Please return the whole listing. Keep each line exactly the same.

++++ RECORDS FOR THE EXERCISE

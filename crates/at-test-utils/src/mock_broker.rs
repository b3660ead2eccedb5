// mock_broker: An in-process broker for driving the terminal in tests.
//
// Cloning a `MockBroker` yields another handle onto the same state, so a test
// can hand one clone to the terminal and keep another to inject faults and
// inspect traffic.

use std::collections::VecDeque;
use std::sync::{Arc, Mutex, MutexGuard};
use std::time::Duration;

use at_protocol::{Broker, BrokerEndpoint, InboundMessage, TransportError};
use futures_util::future::BoxFuture;
use tokio::time::Instant;

/// A message the terminal published and the mock acknowledged.
#[derive(Debug, Clone, PartialEq, Eq)]
pub struct Published {
    pub topic: String,
    pub payload: Vec<u8>,
}

impl Published {
    pub fn json(&self) -> serde_json::Value {
        serde_json::from_slice(&self.payload).unwrap_or(serde_json::Value::Null)
    }
}

#[derive(Debug)]
struct State {
    reachable: bool,
    connected: bool,
    failing_connects: u32,
    failing_publishes: u32,
    stall_publishes: bool,
    stall_disconnects: bool,
    drop_on_next_pump: bool,
    connect_attempts: Vec<Instant>,
    endpoints: Vec<BrokerEndpoint>,
    subscriptions: Vec<String>,
    published: Vec<Published>,
    inbound: VecDeque<InboundMessage>,
    disconnects: u32,
}

#[derive(Debug, Clone)]
pub struct MockBroker {
    state: Arc<Mutex<State>>,
}

impl Default for MockBroker {
    fn default() -> Self {
        Self::new()
    }
}

impl MockBroker {
    /// A reachable broker that accepts every connection.
    pub fn new() -> Self {
        Self {
            state: Arc::new(Mutex::new(State {
                reachable: true,
                connected: false,
                failing_connects: 0,
                failing_publishes: 0,
                stall_publishes: false,
                stall_disconnects: false,
                drop_on_next_pump: false,
                connect_attempts: Vec::new(),
                endpoints: Vec::new(),
                subscriptions: Vec::new(),
                published: Vec::new(),
                inbound: VecDeque::new(),
                disconnects: 0,
            })),
        }
    }

    /// A broker that refuses connections until `set_reachable(true)`.
    pub fn unreachable() -> Self {
        let broker = Self::new();
        broker.set_reachable(false);
        broker
    }

    fn lock(&self) -> MutexGuard<'_, State> {
        self.state.lock().unwrap_or_else(std::sync::PoisonError::into_inner)
    }

    // -- fault injection --

    pub fn set_reachable(&self, reachable: bool) {
        let mut s = self.lock();
        s.reachable = reachable;
        if !reachable {
            s.connected = false;
        }
    }

    pub fn fail_next_connects(&self, n: u32) {
        self.lock().failing_connects = n;
    }

    /// The next `n` publishes fail and take the connection down with them.
    pub fn fail_next_publishes(&self, n: u32) {
        self.lock().failing_publishes = n;
    }

    /// Publishes never resolve until cleared.
    pub fn stall_publishes(&self, stall: bool) {
        self.lock().stall_publishes = stall;
    }

    /// Disconnects never resolve until cleared. The link is still marked
    /// down when one starts.
    pub fn stall_disconnects(&self, stall: bool) {
        self.lock().stall_disconnects = stall;
    }

    /// The next pump reports the link as lost.
    pub fn drop_connection(&self) {
        self.lock().drop_on_next_pump = true;
    }

    /// Queue a message for delivery on the next pump.
    pub fn push_inbound(&self, topic: &str, payload: &[u8]) {
        self.lock()
            .inbound
            .push_back(InboundMessage::new(topic, payload));
    }

    // -- inspection --

    pub fn is_connected(&self) -> bool {
        self.lock().connected
    }

    pub fn connect_attempts(&self) -> Vec<Instant> {
        self.lock().connect_attempts.clone()
    }

    pub fn last_endpoint(&self) -> Option<BrokerEndpoint> {
        self.lock().endpoints.last().cloned()
    }

    pub fn subscriptions(&self) -> Vec<String> {
        self.lock().subscriptions.clone()
    }

    pub fn published(&self) -> Vec<Published> {
        self.lock().published.clone()
    }

    /// Published messages whose topic ends with `suffix`.
    pub fn published_to(&self, suffix: &str) -> Vec<Published> {
        self.lock()
            .published
            .iter()
            .filter(|p| p.topic.ends_with(suffix))
            .cloned()
            .collect()
    }

    pub fn clear_published(&self) {
        self.lock().published.clear();
    }

    pub fn disconnects(&self) -> u32 {
        self.lock().disconnects
    }
}

impl Broker for MockBroker {
    fn connect<'a>(
        &'a mut self,
        endpoint: &'a BrokerEndpoint,
    ) -> BoxFuture<'a, Result<(), TransportError>> {
        Box::pin(async move {
            let mut s = self.lock();
            s.connect_attempts.push(Instant::now());
            s.endpoints.push(endpoint.clone());
            s.connected = false;
            s.subscriptions.clear();
            if !s.reachable {
                return Err(TransportError::Connect("broker unreachable".to_owned()));
            }
            if s.failing_connects > 0 {
                s.failing_connects -= 1;
                return Err(TransportError::Connect("injected connect failure".to_owned()));
            }
            s.connected = true;
            Ok(())
        })
    }

    fn subscribe<'a>(
        &'a mut self,
        filter: &'a str,
    ) -> BoxFuture<'a, Result<(), TransportError>> {
        Box::pin(async move {
            let mut s = self.lock();
            if !s.connected {
                return Err(TransportError::Disconnected);
            }
            s.subscriptions.push(filter.to_owned());
            Ok(())
        })
    }

    fn publish<'a>(
        &'a mut self,
        topic: &'a str,
        payload: Vec<u8>,
    ) -> BoxFuture<'a, Result<(), TransportError>> {
        Box::pin(async move {
            let stall = {
                let mut s = self.lock();
                if !s.connected {
                    return Err(TransportError::Disconnected);
                }
                if s.failing_publishes > 0 {
                    s.failing_publishes -= 1;
                    s.connected = false;
                    return Err(TransportError::Io("injected publish failure".to_owned()));
                }
                if !s.stall_publishes {
                    s.published.push(Published {
                        topic: topic.to_owned(),
                        payload,
                    });
                }
                s.stall_publishes
            };
            if stall {
                std::future::pending::<()>().await;
            }
            Ok(())
        })
    }

    fn pump(
        &mut self,
        _budget: Duration,
    ) -> BoxFuture<'_, Result<Vec<InboundMessage>, TransportError>> {
        Box::pin(async move {
            let mut s = self.lock();
            if !s.connected {
                return Err(TransportError::Disconnected);
            }
            if s.drop_on_next_pump || !s.reachable {
                s.drop_on_next_pump = false;
                s.connected = false;
                return Err(TransportError::Io("connection reset".to_owned()));
            }
            Ok(s.inbound.drain(..).collect())
        })
    }

    fn disconnect(&mut self) -> BoxFuture<'_, ()> {
        Box::pin(async move {
            let stall = {
                let mut s = self.lock();
                s.connected = false;
                s.disconnects += 1;
                s.stall_disconnects
            };
            if stall {
                std::future::pending::<()>().await;
            }
        })
    }
}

++++++++

__FINAL ANSWER__:
filename crates/at-test-utils/src/mock_broker.rs
repository b3660ead2eccedb5
// mock_broker: An in-process broker for driving the terminal in tests.
//
// Cloning a `MockBroker` yields another handle onto the same state, so a test
// can hand one clone to the terminal and keep another to inject faults and
// inspect traffic.

use std::collections::VecDeque;
use std::sync::{Arc, Mutex, MutexGuard};
use std::time::Duration;

use at_protocol::{Broker, BrokerEndpoint, InboundMessage, TransportError};
use futures_util::future::BoxFuture;
use tokio::time::Instant;

/// A message the terminal published and the mock acknowledged.
#[derive(Debug, Clone, PartialEq, Eq)]
pub struct Published {
    pub topic: String,
    pub payload: Vec<u8>,
}

impl Published {
    pub fn json(&self) -> serde_json::Value {
        serde_json::from_slice(&self.payload).unwrap_or(serde_json::Value::Null)
    }
}

#[derive(Debug)]
struct State {
    reachable: bool,
    connected: bool,
    failing_connects: u32,
    failing_publishes: u32,
    stall_publishes: bool,
    stall_disconnects: bool,
    drop_on_next_pump: bool,
    connect_attempts: Vec<Instant>,
    endpoints: Vec<BrokerEndpoint>,
    subscriptions: Vec<String>,
    published: Vec<Published>,
    inbound: VecDeque<InboundMessage>,
    disconnects: u32,
}

#[derive(Debug, Clone)]
pub struct MockBroker {
    state: Arc<Mutex<State>>,
}

impl Default for MockBroker {
    fn default() -> Self {
        Self::new()
    }
}

impl MockBroker {
    /// A reachable broker that accepts every connection.
    pub fn new() -> Self {
        Self {
            state: Arc::new(Mutex::new(State {
                reachable: true,
                connected: false,
                failing_connects: 0,
                failing_publishes: 0,
                stall_publishes: false,
                stall_disconnects: false,
                drop_on_next_pump: false,
                connect_attempts: Vec::new(),
                endpoints: Vec::new(),
                subscriptions: Vec::new(),
                published: Vec::new(),
                inbound: VecDeque::new(),
                disconnects: 0,
            })),
        }
    }

    /// A broker that refuses connections until `set_reachable(true)`.
    pub fn unreachable() -> Self {
        let broker = Self::new();
        broker.set_reachable(false);
        broker
    }

    fn lock(&self) -> MutexGuard<'_, State> {
        self.state.lock().unwrap_or_else(std::sync::PoisonError::into_inner)
    }

    // -- fault injection --

    pub fn set_reachable(&self, reachable: bool) {
        let mut s = self.lock();
        s.reachable = reachable;
        if !reachable {
            s.connected = false;
        }
    }

    pub fn fail_next_connects(&self, n: u32) {
        self.lock().failing_connects = n;
    }

    /// The next `n` publishes fail and take the connection down with them.
    pub fn fail_next_publishes(&self, n: u32) {
        self.lock().failing_publishes = n;
    }

    /// Publishes never resolve until cleared.
    pub fn stall_publishes(&self, stall: bool) {
        self.lock().stall_publishes = stall;
    }

    /// Disconnects never resolve until cleared. The link is still marked
    /// down when one starts.
    pub fn stall_disconnects(&self, stall: bool) {
        self.lock().stall_disconnects = stall;
    }

    /// The next pump reports the link as lost.
    pub fn drop_connection(&self) {
        self.lock().drop_on_next_pump = true;
    }

    /// Queue a message for delivery on the next pump.
    pub fn push_inbound(&self, topic: &str, payload: &[u8]) {
        self.lock()
            .inbound
            .push_back(InboundMessage::new(topic, payload));
    }

    // -- inspection --

    pub fn is_connected(&self) -> bool {
        self.lock().connected
    }

    pub fn connect_attempts(&self) -> Vec<Instant> {
        self.lock().connect_attempts.clone()
    }

    pub fn last_endpoint(&self) -> Option<BrokerEndpoint> {
        self.lock().endpoints.last().cloned()
    }

    pub fn subscriptions(&self) -> Vec<String> {
        self.lock().subscriptions.clone()
    }

    pub fn published(&self) -> Vec<Published> {
        self.lock().published.clone()
    }

    /// Published messages whose topic ends with `suffix`.
    pub fn published_to(&self, suffix: &str) -> Vec<Published> {
        self.lock()
            .published
            .iter()
            .filter(|p| p.topic.ends_with(suffix))
            .cloned()
            .collect()
    }

    pub fn clear_published(&self) {
        self.lock().published.clear();
    }

    pub fn disconnects(&self) -> u32 {
        self.lock().disconnects
    }
}

impl Broker for MockBroker {
    fn connect<'a>(
        &'a mut self,
        endpoint: &'a BrokerEndpoint,
    ) -> BoxFuture<'a, Result<(), TransportError>> {
        Box::pin(async move {
            let mut s = self.lock();
            s.connect_attempts.push(Instant::now());
            s.endpoints.push(endpoint.clone());
            s.connected = false;
            s.subscriptions.clear();
            if !s.reachable {
                return Err(TransportError::Connect("broker unreachable".to_owned()));
            }
            if s.failing_connects > 0 {
                s.failing_connects -= 1;
                return Err(TransportError::Connect("injected connect failure".to_owned()));
            }
            s.connected = true;
            Ok(())
        })
    }

    fn subscribe<'a>(
        &'a mut self,
        filter: &'a str,
    ) -> BoxFuture<'a, Result<(), TransportError>> {
        Box::pin(async move {
            let mut s = self.lock();
            if !s.connected {
                return Err(TransportError::Disconnected);
            }
            s.subscriptions.push(filter.to_owned());
            Ok(())
        })
    }

    fn publish<'a>(
        &'a mut self,
        topic: &'a str,
        payload: Vec<u8>,
    ) -> BoxFuture<'a, Result<(), TransportError>> {
        Box::pin(async move {
            let stall = {
                let mut s = self.lock();
                if !s.connected {
                    return Err(TransportError::Disconnected);
                }
                if s.failing_publishes > 0 {
                    s.failing_publishes -= 1;
                    s.connected = false;
                    return Err(TransportError::Io("injected publish failure".to_owned()));
                }
                if !s.stall_publishes {
                    s.published.push(Published {
                        topic: topic.to_owned(),
                        payload,
                    });
                }
                s.stall_publishes
            };
            if stall {
                std::future::pending::<()>().await;
            }
            Ok(())
        })
    }

    fn pump(
        &mut self,
        _budget: Duration,
    ) -> BoxFuture<'_, Result<Vec<InboundMessage>, TransportError>> {
        Box::pin(async move {
            let mut s = self.lock();
            if !s.connected {
                return Err(TransportError::Disconnected);
            }
            if s.drop_on_next_pump || !s.reachable {
                s.drop_on_next_pump = false;
                s.connected = false;
                return Err(TransportError::Io("connection reset".to_owned()));
            }
            Ok(s.inbound.drain(..).collect())
        })
    }

    fn disconnect(&mut self) -> BoxFuture<'_, ()> {
        Box::pin(async move {
            let stall = {
                let mut s = self.lock();
                s.connected = false;
                s.disconnects += 1;
                s.stall_disconnects
            };
            if stall {
                std::future::pending::<()>().await;
            }
        })
    }
}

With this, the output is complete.